In the last ten years, many studies focused on generic classification problems have
investigated the discriminative gains offered by matrix feature extraction methods (see,
for instance, (S. C. Chen, Zhu, Zhang, & Yang, 2005; Liu & Chen, 2006; Z. Wang &
Chen, 2008; Z. Wang et al., 2008)). Relevant to the work presented here is the
development of novel methods that take vectors and reshape them into matrices so that
state-of-the-art two-dimensional feature extraction methods can be applied. Some studies
along these lines include the reshaping methods investigated in (Z. Wang & Chen, 2008)
and (Z. Wang et al., 2008) that were found capable of diversifying the design of
classifiers, a diversification that was then exploited by a technique based on AdaBoost.
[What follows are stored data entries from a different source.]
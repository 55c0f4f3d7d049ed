//! Trace output formatters.

use std::fmt::Write;

use rampage_engine::SimulationEvent;
use rampage_foundation::{Error, ErrorKind, Result};

use super::record::TraceRecord;

// =============================================================================
// Trace Formatter Trait
// =============================================================================

/// Renders trace records as text.
pub trait TraceFormatter {
    /// Formats a single record.
    ///
    /// # Errors
    ///
    /// Returns an error if the record cannot be rendered.
    fn format(&self, record: &TraceRecord) -> Result<String>;

    /// Formats several records, one per line.
    ///
    /// # Errors
    ///
    /// Returns the first error from [`TraceFormatter::format`].
    fn format_many(&self, records: &[&TraceRecord]) -> Result<String> {
        let lines = records
            .iter()
            .map(|r| self.format(r))
            .collect::<Result<Vec<_>>>()?;
        Ok(lines.join("\n"))
    }
}

// =============================================================================
// Human-Readable Formatter
// =============================================================================

/// Formats trace records in human-readable form.
#[derive(Clone, Debug, Default)]
pub struct HumanFormatter {
    /// Whether to include timestamps.
    pub show_timestamps: bool,
    /// Whether to include record IDs.
    pub show_ids: bool,
}

impl HumanFormatter {
    /// Creates a new human formatter with default settings.
    #[must_use]
    pub fn new() -> Self {
        Self::default()
    }

    /// Builder method to show timestamps.
    #[must_use]
    pub fn with_timestamps(mut self) -> Self {
        self.show_timestamps = true;
        self
    }

    /// Builder method to show record IDs.
    #[must_use]
    pub fn with_ids(mut self) -> Self {
        self.show_ids = true;
        self
    }

    #[allow(clippy::cast_precision_loss)]
    fn format_timestamp(ns: u64) -> String {
        let us = ns / 1000;
        if us >= 1_000_000 {
            format!("{:.3}s", us as f64 / 1_000_000.0)
        } else if us >= 1000 {
            format!("{:.3}ms", us as f64 / 1000.0)
        } else {
            format!("{us}us")
        }
    }

    fn describe(event: &SimulationEvent) -> String {
        match event {
            SimulationEvent::IterationStarted { iteration } => {
                format!("=== ITERATION {iteration} ===")
            }
            SimulationEvent::MonsterPlaced { monster, city } => {
                format!("  PLACE {} ({}) -> {city}", monster.name, monster.id)
            }
            SimulationEvent::MonsterMoved { monster, from, to } => {
                format!("  MOVE {} ({}) {from} -> {to}", monster.name, monster.id)
            }
            SimulationEvent::MonsterTrapped { monster, city } => {
                format!("  TRAPPED {} ({}) in {city}", monster.name, monster.id)
            }
            SimulationEvent::CityDestroyed { .. } => {
                format!("  DESTROYED {}", event.narration().unwrap_or_default())
            }
            SimulationEvent::Finished {
                iterations,
                termination,
            } => {
                format!("=== FINISHED after {iterations} iterations ({termination}) ===")
            }
        }
    }
}

impl TraceFormatter for HumanFormatter {
    fn format(&self, record: &TraceRecord) -> Result<String> {
        let mut line = String::new();

        if self.show_ids {
            let _ = write!(line, "[{:06}] ", record.id);
        }
        let _ = write!(line, "I{:04} ", record.iteration);
        if self.show_timestamps {
            let _ = write!(line, "{:>10} ", Self::format_timestamp(record.timestamp_ns));
        }
        line.push_str(&Self::describe(&record.event));
        Ok(line)
    }
}

// =============================================================================
// JSON Formatter
// =============================================================================

/// Formats trace records as JSON objects.
///
/// Each object carries `id`, `iteration`, `timestamp_ns`, the event `type`
/// and the event's own fields.
#[derive(Clone, Debug, Default)]
pub struct JsonFormatter {
    /// Whether to pretty-print JSON.
    pub pretty: bool,
}

impl JsonFormatter {
    /// Creates a new JSON formatter.
    #[must_use]
    pub fn new() -> Self {
        Self::default()
    }

    /// Builder method for pretty printing.
    #[must_use]
    pub fn pretty(mut self) -> Self {
        self.pretty = true;
        self
    }

    fn encode<T: serde::Serialize + ?Sized>(&self, value: &T) -> Result<String> {
        let encoded = if self.pretty {
            serde_json::to_string_pretty(value)
        } else {
            serde_json::to_string(value)
        };
        encoded.map_err(|e| Error::new(ErrorKind::Serialization(e.to_string())))
    }
}

impl TraceFormatter for JsonFormatter {
    fn format(&self, record: &TraceRecord) -> Result<String> {
        self.encode(record)
    }

    /// Formats several records as one JSON array.
    fn format_many(&self, records: &[&TraceRecord]) -> Result<String> {
        self.encode(records)
    }
}

// =============================================================================
// Tests
// =============================================================================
In
(Kim & Choi, 2007) a composite feature matrix representation, derived from discriminant
analysis, was proposed. A composite feature takes a number of primitive features and
corresponds them to an input variable. In (Loris Nanni, 2011) Local Ternary Patterns
(LTP), a variant of LBP, were extracted from vectors rearranged into fifty matrices by
random assignment; an SVM was then trained on each of these matrices, and the results
were combined using the mean rule. This method led the authors in (Loris Nanni, 2011)
to observe that both one-dimensional vector descriptors and two-dimensional texture
descriptors can be combined to improve classifier performance; moreover, it was shown
that linear SVMs consistently perform well with texture descriptors.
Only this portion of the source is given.